─── Dataset

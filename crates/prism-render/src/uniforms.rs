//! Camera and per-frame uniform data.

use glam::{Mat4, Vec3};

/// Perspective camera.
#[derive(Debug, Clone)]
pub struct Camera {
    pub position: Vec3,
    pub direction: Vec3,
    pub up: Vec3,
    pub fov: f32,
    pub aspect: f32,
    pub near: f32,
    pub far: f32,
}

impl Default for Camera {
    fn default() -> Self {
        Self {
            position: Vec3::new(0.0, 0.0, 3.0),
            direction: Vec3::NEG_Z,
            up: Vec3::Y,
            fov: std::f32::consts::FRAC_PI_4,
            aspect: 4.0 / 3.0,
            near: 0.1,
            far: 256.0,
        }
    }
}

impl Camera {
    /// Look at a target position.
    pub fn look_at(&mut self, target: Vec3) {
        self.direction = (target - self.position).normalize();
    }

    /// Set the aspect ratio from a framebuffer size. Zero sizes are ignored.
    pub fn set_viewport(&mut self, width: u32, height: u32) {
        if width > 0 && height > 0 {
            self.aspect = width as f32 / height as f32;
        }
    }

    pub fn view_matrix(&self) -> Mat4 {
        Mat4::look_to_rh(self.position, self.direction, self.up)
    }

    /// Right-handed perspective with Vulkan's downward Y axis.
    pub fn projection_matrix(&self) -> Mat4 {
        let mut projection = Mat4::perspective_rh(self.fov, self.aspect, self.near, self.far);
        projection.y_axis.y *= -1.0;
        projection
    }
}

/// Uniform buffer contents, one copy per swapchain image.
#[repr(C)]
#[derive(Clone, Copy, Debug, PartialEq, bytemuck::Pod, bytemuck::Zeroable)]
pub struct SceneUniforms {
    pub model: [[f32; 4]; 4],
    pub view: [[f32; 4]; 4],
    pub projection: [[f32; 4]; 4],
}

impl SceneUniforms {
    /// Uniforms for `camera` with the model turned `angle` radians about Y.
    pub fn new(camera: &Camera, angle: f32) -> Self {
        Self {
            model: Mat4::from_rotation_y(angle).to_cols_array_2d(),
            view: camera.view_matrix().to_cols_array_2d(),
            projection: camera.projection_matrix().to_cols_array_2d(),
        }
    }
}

──────

» **Task brief**: Each entry needs to be written out again, exactly as given.

» **Solution for this problem**:
filename crates/prism-render/src/uniforms.rs
//! Camera and per-frame uniform data.

use glam::{Mat4, Vec3};

/// Perspective camera.
#[derive(Debug, Clone)]
pub struct Camera {
    pub position: Vec3,
    pub direction: Vec3,
    pub up: Vec3,
    pub fov: f32,
    pub aspect: f32,
    pub near: f32,
    pub far: f32,
}

impl Default for Camera {
    fn default() -> Self {
        Self {
            position: Vec3::new(0.0, 0.0, 3.0),
            direction: Vec3::NEG_Z,
            up: Vec3::Y,
            fov: std::f32::consts::FRAC_PI_4,
            aspect: 4.0 / 3.0,
            near: 0.1,
            far: 256.0,
        }
    }
}

impl Camera {
    /// Look at a target position.
    pub fn look_at(&mut self, target: Vec3) {
        self.direction = (target - self.position).normalize();
    }

    /// Set the aspect ratio from a framebuffer size. Zero sizes are ignored.
    pub fn set_viewport(&mut self, width: u32, height: u32) {
        if width > 0 && height > 0 {
            self.aspect = width as f32 / height as f32;
        }
    }

    pub fn view_matrix(&self) -> Mat4 {
        Mat4::look_to_rh(self.position, self.direction, self.up)
    }

    /// Right-handed perspective with Vulkan's downward Y axis.
    pub fn projection_matrix(&self) -> Mat4 {
        let mut projection = Mat4::perspective_rh(self.fov, self.aspect, self.near, self.far);
        projection.y_axis.y *= -1.0;
        projection
    }
}

/// Uniform buffer contents, one copy per swapchain image.
#[repr(C)]
#[derive(Clone, Copy, Debug, PartialEq, bytemuck::Pod, bytemuck::Zeroable)]
pub struct SceneUniforms {
    pub model: [[f32; 4]; 4],
    pub view: [[f32; 4]; 4],
    pub projection: [[f32; 4]; 4],
}

impl SceneUniforms {
    /// Uniforms for `camera` with the model turned `angle` radians about Y.
    pub fn new(camera: &Camera, angle: f32) -> Self {
        Self {
            model: Mat4::from_rotation_y(angle).to_cols_array_2d(),
            view: camera.view_matrix().to_cols_array_2d(),
            projection: camera.projection_matrix().to_cols_array_2d(),
        }
    }
}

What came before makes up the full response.